Mr. Sangma also said a high-level team would leave for New Delhi on Thursday to apprise Union Home Minister Amit Shah and other Central leaders of the incident and its background.

Trinamool’s complaint

The day also saw the Trinamool Congress, eyeing power in poll-bound Meghalaya, file a complaint with the National Human Rights Commission against the Assam forest guards for using “unprovoked lethal force” against unarmed Scheduled Tribe persons who were “exercising their constitutional right to forest produce within the borders of Meghalaya”.

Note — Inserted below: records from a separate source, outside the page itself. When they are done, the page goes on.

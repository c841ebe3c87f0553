//! Shift calendar: recurring daily availability windows for a work center.
//!
//! A shift is keyed by UTC day-of-week (0 = Sunday through 6 = Saturday)
//! and whole start/end hours. Multiple shifts per day are allowed;
//! overnight shifts (`end_hour <= start_hour`) are rejected.
//!
//! # Bounded search
//! `snap_forward` walks at most 14 consecutive calendar days before
//! failing with `NoShiftFound`, which catches misconfigured calendars
//! (e.g. an empty shift set).

use chrono::{DateTime, Datelike, Duration, Utc};
use serde::{Deserialize, Serialize};

use crate::error::ReflowError;
use crate::models::Interval;

/// Day horizon for forward snapping.
pub const SNAP_HORIZON_DAYS: u32 = 14;

/// Midnight UTC of the calendar day containing `t`.
pub(crate) fn day_start(t: DateTime<Utc>) -> DateTime<Utc> {
    t.date_naive()
        .and_hms_opt(0, 0, 0)
        .expect("midnight always exists")
        .and_utc()
}

/// A recurring daily availability window.
#[derive(Debug, Clone, Copy, PartialEq, Eq, Serialize, Deserialize)]
#[serde(rename_all = "camelCase")]
pub struct Shift {
    /// 0 = Sunday through 6 = Saturday (UTC).
    pub day_of_week: u8,
    /// Window start hour, 0–23.
    pub start_hour: u8,
    /// Window end hour, 0–23; must exceed `start_hour`.
    pub end_hour: u8,
}

impl Shift {
    /// Creates a new shift.
    pub fn new(day_of_week: u8, start_hour: u8, end_hour: u8) -> Self {
        Self {
            day_of_week,
            start_hour,
            end_hour,
        }
    }

    fn window_on(&self, day: DateTime<Utc>) -> Interval {
        Interval {
            start: day + Duration::hours(i64::from(self.start_hour)),
            end: day + Duration::hours(i64::from(self.end_hour)),
        }
    }
}

/// The shift set of one work center.
#[derive(Debug, Clone, Default, PartialEq, Eq, Serialize, Deserialize)]
pub struct ShiftCalendar {
    shifts: Vec<Shift>,
}

impl ShiftCalendar {
    /// Creates a calendar from a shift set.
    pub fn new(shifts: Vec<Shift>) -> Self {
        Self { shifts }
    }

    /// Adds a shift.
    pub fn with_shift(mut self, shift: Shift) -> Self {
        self.shifts.push(shift);
        self
    }

    /// The underlying shift set.
    pub fn shifts(&self) -> &[Shift] {
        &self.shifts
    }

    /// Concrete shift windows for the calendar day starting at `day`
    /// (midnight UTC), ascending by start. Empty when no shift matches
    /// the weekday.
    pub fn windows_for_day(&self, day: DateTime<Utc>) -> Result<Vec<Interval>, ReflowError> {
        let weekday = day.weekday().num_days_from_sunday() as u8;
        let mut windows = Vec::new();
        for shift in &self.shifts {
            if shift.end_hour <= shift.start_hour {
                return Err(ReflowError::UnsupportedShift {
                    day_of_week: shift.day_of_week,
                    start_hour: shift.start_hour,
                    end_hour: shift.end_hour,
                });
            }
            if shift.day_of_week == weekday {
                windows.push(shift.window_on(day));
            }
        }
        windows.sort_by_key(|w| w.start);
        Ok(windows)
    }

    /// The smallest instant `>= t` that lies inside some shift window.
    ///
    /// Identity on in-shift inputs; monotone non-decreasing.
    pub fn snap_forward(&self, t: DateTime<Utc>) -> Result<DateTime<Utc>, ReflowError> {
        let mut day = day_start(t);
        for _ in 0..SNAP_HORIZON_DAYS {
            for window in self.windows_for_day(day)? {
                if window.contains(t) {
                    return Ok(t);
                }
                if t < window.start {
                    return Ok(window.start);
                }
            }
            day += Duration::days(1);
        }
        Err(ReflowError::NoShiftFound {
            from: t,
            horizon_days: SNAP_HORIZON_DAYS,
        })
    }
}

Meanwhile, there were some stray incidents of attacks on Assam-registered vehicles in Meghalaya. An SUV was torched in State capital Shillong on Tuesday night followed by stone pelting at other vehicles.

Miscreants from Meghalaya vandalised and torched the Mokoilum forest beat office in Assam’s West Karbi Anglong district.

Hundreds of tourists and tourist vehicles from Assam are stranded in Shillong and other places of Meghalaya. Apprehending a backlash, the drivers refrained from driving back to Assam, members of a tourist vehicle operators’ body in Guwahati said.

After the violence on the border, the Assam police are not allowing the vehicles of the State to travel to Shillong. Meghalaya-registered vehicles have been dropping tourists and passengers at Jorabat, a junction on the outskirts of Guwahati, and turning back.

Hospitality industry captains in Meghalaya said the border incident could harm the tourist season ahead of Christmas and New Year, usually the time when the State attracts the most visitors.